• _PROBLEM REQUIREMENTS_: Locate the string "false" in the records below. Copy every line where it occurs.

• _DATA SUPPLIED_:
((

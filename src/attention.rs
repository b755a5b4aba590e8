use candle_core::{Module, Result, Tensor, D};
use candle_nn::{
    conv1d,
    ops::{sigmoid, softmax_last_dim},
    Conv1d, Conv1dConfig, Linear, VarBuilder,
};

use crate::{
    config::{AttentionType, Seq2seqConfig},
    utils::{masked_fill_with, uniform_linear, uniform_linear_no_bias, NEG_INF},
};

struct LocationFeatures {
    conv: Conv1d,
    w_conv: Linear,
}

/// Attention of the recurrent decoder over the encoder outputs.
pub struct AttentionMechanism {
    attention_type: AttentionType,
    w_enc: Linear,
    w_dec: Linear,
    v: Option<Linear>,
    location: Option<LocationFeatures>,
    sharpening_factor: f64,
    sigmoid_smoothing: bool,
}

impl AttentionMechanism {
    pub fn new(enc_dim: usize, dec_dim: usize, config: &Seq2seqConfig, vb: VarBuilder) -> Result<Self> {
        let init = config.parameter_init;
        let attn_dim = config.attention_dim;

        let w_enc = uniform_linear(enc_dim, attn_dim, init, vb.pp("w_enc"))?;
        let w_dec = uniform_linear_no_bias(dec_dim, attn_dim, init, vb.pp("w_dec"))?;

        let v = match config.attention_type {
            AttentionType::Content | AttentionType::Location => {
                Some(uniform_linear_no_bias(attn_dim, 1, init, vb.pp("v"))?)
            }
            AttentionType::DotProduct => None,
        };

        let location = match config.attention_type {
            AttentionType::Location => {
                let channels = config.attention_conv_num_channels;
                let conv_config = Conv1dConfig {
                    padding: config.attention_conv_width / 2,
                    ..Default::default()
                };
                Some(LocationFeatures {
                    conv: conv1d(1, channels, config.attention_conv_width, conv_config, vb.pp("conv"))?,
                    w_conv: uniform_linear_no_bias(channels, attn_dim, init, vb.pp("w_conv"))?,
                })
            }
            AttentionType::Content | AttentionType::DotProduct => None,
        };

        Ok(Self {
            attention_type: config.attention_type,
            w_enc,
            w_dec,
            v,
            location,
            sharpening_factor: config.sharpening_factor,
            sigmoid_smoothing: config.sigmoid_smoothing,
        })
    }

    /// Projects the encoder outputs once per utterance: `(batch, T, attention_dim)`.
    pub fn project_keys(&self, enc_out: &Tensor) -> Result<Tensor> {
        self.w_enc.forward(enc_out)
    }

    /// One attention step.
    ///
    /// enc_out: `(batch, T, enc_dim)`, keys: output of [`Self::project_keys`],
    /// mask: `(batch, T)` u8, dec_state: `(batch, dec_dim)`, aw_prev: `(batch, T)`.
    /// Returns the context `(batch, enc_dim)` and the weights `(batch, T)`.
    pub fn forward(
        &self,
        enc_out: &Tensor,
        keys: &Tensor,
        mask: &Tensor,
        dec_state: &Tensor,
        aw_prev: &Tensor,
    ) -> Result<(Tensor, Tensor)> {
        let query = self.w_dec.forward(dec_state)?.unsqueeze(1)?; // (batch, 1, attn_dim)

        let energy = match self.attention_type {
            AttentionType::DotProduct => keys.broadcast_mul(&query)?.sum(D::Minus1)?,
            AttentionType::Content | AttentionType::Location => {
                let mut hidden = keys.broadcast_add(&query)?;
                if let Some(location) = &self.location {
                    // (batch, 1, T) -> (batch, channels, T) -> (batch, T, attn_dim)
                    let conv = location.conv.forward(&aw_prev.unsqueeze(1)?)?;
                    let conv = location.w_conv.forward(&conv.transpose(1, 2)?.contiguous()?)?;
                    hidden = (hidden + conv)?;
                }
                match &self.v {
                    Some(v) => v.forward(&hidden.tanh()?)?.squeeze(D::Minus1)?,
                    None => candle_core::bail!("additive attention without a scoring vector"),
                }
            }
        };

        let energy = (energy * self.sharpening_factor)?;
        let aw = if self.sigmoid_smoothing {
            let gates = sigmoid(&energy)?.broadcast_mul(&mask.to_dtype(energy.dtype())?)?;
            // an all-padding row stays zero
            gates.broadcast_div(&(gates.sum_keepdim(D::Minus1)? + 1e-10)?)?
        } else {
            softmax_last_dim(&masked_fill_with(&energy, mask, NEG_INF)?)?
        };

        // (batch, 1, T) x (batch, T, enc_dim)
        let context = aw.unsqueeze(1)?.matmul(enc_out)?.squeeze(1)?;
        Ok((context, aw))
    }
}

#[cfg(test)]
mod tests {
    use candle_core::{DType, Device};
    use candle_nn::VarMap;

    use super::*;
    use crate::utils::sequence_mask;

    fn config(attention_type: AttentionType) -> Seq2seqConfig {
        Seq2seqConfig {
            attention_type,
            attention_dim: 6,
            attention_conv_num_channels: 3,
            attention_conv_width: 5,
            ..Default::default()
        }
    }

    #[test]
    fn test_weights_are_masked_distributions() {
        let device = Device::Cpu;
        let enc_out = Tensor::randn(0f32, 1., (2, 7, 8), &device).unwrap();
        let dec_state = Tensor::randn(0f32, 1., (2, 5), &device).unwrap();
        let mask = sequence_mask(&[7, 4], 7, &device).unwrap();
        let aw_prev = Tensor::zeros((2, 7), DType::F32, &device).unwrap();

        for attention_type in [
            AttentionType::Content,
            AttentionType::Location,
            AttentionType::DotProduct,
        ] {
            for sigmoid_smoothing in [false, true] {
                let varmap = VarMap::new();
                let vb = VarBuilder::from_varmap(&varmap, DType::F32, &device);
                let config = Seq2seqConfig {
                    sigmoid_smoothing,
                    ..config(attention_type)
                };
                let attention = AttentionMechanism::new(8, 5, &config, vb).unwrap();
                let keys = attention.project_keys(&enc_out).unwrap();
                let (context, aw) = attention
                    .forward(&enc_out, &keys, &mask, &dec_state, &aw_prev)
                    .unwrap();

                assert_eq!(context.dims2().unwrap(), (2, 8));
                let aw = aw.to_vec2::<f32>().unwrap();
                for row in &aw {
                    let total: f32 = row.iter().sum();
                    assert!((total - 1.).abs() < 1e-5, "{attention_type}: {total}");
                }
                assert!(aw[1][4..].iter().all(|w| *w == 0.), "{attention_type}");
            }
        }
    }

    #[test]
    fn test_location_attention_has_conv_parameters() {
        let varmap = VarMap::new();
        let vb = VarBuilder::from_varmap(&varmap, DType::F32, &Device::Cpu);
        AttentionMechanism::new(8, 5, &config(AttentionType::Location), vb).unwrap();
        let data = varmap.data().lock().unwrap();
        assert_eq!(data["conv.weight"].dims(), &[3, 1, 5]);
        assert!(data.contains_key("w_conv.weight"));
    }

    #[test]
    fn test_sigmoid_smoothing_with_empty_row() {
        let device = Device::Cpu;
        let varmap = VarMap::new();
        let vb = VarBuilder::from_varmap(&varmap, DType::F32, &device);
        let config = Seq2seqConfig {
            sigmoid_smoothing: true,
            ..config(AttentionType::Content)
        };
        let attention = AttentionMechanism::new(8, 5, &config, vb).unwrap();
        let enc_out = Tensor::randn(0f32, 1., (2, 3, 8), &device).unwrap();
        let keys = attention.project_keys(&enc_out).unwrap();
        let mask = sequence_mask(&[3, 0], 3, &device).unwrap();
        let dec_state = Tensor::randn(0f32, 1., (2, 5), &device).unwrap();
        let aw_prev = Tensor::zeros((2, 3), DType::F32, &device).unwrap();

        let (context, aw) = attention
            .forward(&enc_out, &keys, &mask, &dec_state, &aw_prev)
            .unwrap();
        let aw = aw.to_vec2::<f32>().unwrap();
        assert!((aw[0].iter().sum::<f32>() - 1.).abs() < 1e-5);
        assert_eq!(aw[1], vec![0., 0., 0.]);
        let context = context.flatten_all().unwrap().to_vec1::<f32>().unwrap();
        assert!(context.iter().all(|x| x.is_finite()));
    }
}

))
((

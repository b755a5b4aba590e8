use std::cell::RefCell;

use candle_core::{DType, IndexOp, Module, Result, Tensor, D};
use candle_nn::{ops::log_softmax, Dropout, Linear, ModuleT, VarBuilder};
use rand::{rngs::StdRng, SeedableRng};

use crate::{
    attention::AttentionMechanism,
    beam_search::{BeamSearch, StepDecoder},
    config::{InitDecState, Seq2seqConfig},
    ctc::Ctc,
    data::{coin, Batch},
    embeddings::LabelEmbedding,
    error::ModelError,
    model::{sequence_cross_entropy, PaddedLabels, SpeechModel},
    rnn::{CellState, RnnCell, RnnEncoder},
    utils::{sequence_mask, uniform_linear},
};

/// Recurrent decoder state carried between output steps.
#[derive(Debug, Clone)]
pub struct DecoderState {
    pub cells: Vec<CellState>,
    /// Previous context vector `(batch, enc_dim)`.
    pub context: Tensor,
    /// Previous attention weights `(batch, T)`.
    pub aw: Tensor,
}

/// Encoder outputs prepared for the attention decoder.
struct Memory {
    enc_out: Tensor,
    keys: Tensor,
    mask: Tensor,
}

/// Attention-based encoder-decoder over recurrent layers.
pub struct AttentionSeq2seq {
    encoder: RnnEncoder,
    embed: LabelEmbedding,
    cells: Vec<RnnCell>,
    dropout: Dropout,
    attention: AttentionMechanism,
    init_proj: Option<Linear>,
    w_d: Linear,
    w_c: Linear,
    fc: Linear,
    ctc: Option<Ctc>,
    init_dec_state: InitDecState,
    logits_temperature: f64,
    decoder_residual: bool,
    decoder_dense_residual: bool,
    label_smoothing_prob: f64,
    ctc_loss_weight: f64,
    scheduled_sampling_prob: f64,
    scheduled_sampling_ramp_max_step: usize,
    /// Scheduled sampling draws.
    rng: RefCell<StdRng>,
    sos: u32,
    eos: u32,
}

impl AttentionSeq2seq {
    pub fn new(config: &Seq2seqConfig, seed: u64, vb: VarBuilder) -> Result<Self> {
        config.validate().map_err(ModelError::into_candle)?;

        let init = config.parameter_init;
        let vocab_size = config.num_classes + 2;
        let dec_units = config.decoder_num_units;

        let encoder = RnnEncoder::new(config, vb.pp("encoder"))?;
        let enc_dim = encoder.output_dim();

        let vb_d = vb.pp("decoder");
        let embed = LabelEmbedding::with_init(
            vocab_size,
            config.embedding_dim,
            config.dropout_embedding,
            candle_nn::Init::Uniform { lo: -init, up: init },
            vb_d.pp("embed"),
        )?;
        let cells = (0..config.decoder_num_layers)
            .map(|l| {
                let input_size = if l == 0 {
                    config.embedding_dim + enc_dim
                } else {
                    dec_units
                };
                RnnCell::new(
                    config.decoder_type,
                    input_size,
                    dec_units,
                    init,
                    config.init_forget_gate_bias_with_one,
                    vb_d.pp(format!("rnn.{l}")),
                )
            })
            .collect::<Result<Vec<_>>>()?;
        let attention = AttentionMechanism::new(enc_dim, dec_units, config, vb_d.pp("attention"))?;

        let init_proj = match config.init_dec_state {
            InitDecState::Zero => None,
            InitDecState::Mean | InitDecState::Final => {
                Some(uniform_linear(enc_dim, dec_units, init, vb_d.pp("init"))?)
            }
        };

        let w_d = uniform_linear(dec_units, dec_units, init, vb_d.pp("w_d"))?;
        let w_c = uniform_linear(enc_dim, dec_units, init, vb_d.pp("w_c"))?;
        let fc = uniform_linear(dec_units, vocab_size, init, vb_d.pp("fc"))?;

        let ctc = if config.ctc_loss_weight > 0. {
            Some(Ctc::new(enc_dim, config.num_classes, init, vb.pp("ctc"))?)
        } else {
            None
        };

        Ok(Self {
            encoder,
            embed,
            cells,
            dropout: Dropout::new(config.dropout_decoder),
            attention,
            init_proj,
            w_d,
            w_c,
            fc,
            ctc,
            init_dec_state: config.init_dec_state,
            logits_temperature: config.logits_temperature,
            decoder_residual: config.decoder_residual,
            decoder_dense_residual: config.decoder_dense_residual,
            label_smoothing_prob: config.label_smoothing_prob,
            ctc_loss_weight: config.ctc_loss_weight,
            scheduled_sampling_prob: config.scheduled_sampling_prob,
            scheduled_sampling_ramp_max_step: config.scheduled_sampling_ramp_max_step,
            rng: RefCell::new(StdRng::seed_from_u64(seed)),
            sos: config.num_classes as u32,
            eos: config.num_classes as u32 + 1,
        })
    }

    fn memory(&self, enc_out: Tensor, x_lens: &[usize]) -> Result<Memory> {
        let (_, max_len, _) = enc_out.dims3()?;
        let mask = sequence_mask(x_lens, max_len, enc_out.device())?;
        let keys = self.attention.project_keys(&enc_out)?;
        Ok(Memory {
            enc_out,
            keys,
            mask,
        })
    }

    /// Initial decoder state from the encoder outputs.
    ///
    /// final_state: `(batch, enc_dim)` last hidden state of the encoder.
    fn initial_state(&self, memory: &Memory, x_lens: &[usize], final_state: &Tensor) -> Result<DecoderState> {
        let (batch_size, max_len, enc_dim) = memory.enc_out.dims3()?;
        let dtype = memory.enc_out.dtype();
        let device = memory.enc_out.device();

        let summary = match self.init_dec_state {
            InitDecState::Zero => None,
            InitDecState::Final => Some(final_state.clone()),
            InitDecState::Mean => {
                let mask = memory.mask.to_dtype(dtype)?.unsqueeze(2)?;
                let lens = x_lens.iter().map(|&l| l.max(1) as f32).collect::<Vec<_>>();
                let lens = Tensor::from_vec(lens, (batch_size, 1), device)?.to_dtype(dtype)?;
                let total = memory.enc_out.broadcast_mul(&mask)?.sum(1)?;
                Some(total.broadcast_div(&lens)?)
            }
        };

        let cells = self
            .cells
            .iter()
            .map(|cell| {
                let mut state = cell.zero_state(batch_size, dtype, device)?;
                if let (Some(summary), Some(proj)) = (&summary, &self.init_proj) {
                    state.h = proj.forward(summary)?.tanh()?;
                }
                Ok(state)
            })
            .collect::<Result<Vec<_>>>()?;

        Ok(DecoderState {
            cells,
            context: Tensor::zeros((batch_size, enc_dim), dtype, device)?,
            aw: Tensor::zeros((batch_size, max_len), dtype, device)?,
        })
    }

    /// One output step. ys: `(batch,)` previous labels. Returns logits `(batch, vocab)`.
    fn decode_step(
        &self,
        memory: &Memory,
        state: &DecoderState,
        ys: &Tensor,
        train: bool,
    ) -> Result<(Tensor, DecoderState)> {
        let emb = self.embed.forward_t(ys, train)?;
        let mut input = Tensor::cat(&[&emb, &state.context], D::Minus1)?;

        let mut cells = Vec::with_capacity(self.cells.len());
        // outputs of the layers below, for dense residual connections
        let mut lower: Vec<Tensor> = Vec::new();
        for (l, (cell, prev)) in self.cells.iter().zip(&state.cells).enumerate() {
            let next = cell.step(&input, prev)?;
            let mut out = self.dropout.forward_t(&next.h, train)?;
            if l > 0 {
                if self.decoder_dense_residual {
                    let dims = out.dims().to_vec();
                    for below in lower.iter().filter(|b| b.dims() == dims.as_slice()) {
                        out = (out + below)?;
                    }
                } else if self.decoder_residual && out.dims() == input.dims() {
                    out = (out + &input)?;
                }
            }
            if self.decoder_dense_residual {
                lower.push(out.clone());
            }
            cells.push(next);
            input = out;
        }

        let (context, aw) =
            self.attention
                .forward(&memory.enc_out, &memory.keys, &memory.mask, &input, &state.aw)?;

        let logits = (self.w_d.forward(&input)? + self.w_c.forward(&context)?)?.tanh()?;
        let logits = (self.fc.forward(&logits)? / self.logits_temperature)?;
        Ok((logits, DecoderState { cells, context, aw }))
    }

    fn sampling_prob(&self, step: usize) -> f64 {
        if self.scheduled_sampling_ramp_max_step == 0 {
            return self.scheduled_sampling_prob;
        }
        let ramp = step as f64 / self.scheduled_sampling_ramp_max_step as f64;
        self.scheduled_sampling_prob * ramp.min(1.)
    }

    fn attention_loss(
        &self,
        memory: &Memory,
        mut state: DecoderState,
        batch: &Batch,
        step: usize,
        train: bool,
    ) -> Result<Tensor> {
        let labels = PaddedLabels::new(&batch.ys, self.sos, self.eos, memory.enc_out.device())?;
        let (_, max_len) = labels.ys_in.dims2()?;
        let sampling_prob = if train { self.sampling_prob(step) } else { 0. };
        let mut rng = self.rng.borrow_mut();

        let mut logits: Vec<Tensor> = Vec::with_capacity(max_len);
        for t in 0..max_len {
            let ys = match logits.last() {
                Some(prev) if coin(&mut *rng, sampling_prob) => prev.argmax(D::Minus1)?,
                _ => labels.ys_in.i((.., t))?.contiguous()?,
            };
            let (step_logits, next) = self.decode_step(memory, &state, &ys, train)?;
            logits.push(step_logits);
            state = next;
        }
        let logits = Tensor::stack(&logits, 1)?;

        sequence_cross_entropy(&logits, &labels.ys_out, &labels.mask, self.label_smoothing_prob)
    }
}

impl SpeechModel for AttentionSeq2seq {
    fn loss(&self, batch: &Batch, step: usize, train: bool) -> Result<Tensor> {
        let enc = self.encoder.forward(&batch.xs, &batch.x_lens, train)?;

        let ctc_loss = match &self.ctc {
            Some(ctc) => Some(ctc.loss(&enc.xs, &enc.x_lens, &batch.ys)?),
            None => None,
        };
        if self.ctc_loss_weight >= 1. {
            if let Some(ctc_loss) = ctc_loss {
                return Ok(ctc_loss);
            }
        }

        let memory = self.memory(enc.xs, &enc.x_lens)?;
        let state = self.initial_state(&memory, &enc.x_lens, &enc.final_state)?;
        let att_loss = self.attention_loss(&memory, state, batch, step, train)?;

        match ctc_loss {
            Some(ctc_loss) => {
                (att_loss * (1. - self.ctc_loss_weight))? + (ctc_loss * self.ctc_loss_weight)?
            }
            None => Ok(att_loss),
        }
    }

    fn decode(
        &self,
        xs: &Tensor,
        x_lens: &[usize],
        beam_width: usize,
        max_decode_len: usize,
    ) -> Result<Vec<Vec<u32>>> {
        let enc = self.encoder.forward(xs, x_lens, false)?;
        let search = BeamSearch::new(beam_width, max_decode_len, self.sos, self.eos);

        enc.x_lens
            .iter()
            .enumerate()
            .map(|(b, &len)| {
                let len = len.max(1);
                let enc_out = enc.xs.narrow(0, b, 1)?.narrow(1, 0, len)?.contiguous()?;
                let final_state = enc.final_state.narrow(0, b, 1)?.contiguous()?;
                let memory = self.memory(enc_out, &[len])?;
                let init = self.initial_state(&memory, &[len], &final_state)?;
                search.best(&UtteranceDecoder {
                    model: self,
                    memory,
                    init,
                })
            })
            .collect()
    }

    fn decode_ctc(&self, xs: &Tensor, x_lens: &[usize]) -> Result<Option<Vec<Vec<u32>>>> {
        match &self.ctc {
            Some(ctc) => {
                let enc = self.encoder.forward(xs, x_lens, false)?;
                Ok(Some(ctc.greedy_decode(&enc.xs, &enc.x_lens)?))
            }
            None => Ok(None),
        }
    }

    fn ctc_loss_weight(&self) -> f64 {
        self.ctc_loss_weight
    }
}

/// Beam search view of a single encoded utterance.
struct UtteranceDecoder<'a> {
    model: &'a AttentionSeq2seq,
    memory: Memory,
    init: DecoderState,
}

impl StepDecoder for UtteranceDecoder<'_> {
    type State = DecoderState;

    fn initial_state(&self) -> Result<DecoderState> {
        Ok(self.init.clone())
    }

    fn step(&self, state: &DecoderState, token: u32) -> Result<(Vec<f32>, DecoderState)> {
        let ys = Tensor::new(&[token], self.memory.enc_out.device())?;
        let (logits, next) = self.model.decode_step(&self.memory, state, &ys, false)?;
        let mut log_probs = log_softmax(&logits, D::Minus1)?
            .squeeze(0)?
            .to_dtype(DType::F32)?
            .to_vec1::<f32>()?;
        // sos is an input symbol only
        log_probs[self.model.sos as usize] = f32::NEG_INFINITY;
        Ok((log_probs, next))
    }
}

))

• _SOLUTION TO THIS PROBLEM_:
            for sigmoid_smoothing in [false, true] {
        let enc = self.encoder.forward(xs, x_lens, false)?;
                let enc = self.encoder.forward(xs, x_lens, false)?;
        let (logits, next) = self.model.decode_step(&self.memory, state, &ys, false)?;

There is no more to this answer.